-- ASSIGNED TASK --
Using the material below, work out how many lines contain the word "format". Reply with the number and nothing more.

[TASK INPUT]

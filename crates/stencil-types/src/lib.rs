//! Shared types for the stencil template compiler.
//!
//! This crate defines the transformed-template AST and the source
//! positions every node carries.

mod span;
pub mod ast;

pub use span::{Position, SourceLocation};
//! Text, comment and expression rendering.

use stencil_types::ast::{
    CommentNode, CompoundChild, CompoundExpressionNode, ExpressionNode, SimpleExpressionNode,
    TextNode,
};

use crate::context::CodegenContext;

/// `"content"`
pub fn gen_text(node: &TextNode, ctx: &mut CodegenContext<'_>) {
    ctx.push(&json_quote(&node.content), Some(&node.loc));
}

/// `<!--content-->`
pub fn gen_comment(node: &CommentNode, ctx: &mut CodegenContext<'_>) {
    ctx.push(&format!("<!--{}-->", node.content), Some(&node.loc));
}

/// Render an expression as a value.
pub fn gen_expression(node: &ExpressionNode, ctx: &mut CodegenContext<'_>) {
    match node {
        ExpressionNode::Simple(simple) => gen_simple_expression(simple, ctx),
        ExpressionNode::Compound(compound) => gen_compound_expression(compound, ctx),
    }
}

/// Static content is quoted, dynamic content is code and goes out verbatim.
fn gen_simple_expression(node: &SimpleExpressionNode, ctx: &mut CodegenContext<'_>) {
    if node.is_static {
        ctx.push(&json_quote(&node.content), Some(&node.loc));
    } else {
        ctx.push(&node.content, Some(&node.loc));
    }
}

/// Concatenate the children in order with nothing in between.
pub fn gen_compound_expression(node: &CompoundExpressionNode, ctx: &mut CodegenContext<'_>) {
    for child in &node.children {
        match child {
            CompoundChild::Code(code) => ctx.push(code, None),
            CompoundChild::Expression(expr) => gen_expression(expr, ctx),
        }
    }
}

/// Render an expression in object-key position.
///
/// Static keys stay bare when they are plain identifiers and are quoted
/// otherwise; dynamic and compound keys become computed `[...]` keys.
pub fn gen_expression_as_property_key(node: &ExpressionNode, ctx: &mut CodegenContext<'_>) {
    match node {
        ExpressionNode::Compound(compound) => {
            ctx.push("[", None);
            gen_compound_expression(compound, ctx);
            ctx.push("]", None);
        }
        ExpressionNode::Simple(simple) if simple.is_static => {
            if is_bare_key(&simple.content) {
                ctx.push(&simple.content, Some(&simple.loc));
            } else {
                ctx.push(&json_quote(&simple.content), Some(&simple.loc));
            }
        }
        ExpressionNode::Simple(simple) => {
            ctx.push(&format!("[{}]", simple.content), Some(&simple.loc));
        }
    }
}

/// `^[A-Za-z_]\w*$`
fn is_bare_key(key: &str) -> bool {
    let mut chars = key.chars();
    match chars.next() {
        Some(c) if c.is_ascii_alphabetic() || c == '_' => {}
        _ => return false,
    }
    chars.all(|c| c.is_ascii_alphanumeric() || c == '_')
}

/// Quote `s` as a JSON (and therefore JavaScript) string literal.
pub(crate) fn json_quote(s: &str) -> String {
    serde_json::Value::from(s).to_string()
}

[/TASK INPUT]
[TASK INPUT]

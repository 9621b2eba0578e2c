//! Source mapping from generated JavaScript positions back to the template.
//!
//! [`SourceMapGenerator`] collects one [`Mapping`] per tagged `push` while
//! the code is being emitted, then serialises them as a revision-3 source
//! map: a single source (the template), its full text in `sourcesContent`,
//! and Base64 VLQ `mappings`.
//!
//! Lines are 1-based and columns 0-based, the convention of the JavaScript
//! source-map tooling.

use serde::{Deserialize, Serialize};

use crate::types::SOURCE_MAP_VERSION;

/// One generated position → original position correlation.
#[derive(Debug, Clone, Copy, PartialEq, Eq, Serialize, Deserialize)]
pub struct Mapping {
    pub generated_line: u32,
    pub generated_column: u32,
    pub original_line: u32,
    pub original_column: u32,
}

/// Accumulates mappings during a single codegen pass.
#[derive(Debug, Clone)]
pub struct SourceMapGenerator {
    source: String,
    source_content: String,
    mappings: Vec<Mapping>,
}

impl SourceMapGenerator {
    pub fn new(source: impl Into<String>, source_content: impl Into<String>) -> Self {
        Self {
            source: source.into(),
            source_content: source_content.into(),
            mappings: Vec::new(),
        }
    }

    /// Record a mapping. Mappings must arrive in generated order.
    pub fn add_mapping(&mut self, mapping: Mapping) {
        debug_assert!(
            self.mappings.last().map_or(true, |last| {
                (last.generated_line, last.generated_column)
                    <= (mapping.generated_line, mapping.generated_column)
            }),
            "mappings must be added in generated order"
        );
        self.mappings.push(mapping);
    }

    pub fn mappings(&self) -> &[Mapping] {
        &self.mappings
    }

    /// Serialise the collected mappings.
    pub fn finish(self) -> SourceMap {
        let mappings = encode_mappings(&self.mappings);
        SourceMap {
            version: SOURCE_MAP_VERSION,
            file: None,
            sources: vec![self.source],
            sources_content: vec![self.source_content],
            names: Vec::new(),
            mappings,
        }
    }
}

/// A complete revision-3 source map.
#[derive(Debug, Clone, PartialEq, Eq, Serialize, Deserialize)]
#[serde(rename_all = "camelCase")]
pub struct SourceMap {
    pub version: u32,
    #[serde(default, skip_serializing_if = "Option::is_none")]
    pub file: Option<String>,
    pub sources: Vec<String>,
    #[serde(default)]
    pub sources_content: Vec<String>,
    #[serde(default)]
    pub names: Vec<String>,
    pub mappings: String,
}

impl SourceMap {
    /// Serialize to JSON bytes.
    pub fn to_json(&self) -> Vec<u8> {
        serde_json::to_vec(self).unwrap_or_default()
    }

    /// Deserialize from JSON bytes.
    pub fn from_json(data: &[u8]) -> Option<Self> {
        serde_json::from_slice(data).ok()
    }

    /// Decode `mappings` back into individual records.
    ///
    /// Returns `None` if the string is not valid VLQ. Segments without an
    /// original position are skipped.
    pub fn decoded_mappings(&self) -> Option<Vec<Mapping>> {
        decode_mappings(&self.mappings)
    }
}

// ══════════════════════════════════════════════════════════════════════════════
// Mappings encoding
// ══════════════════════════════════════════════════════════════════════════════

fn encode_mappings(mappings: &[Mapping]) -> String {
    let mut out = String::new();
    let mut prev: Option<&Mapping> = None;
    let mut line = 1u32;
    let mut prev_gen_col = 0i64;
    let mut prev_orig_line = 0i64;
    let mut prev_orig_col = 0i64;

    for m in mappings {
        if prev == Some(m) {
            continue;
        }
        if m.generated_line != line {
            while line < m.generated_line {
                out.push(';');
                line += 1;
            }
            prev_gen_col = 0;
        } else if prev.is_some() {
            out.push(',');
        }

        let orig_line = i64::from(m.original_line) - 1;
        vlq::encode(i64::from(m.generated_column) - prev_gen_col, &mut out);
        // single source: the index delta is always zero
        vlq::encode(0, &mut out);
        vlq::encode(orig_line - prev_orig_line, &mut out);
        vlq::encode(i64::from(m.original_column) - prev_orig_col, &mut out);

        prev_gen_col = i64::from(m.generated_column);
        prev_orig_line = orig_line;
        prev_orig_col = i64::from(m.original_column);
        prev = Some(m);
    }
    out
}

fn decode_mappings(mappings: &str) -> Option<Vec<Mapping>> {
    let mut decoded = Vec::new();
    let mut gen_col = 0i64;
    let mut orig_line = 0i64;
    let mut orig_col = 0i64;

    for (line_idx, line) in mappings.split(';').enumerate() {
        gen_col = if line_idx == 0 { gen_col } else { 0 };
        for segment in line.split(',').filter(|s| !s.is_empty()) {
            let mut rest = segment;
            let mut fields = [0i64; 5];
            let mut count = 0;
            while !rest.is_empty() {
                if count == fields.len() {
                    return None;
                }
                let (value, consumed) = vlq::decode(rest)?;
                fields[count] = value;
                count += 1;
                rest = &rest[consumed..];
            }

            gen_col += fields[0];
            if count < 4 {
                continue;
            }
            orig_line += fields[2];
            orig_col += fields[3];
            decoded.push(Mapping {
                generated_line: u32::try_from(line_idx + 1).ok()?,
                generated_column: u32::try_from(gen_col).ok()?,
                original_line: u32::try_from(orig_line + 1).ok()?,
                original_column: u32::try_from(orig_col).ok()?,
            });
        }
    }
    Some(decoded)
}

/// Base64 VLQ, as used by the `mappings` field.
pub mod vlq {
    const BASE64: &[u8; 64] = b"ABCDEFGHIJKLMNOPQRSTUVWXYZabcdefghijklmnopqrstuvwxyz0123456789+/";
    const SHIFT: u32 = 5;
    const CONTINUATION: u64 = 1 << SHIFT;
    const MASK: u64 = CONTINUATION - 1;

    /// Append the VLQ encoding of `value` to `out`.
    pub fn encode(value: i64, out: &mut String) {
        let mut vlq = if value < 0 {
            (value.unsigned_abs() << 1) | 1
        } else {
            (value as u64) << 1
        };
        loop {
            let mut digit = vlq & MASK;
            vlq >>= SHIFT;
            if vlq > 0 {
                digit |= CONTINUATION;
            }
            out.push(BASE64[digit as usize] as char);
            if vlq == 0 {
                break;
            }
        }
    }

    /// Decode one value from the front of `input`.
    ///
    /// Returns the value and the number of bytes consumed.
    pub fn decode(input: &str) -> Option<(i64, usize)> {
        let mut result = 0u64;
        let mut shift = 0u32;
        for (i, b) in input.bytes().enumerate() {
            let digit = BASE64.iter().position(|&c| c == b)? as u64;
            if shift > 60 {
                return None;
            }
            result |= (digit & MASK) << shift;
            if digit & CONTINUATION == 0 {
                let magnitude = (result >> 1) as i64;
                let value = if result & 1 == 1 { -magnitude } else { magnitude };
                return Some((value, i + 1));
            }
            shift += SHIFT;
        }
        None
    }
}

[/TASK INPUT]

-- ANSWER BOX --
2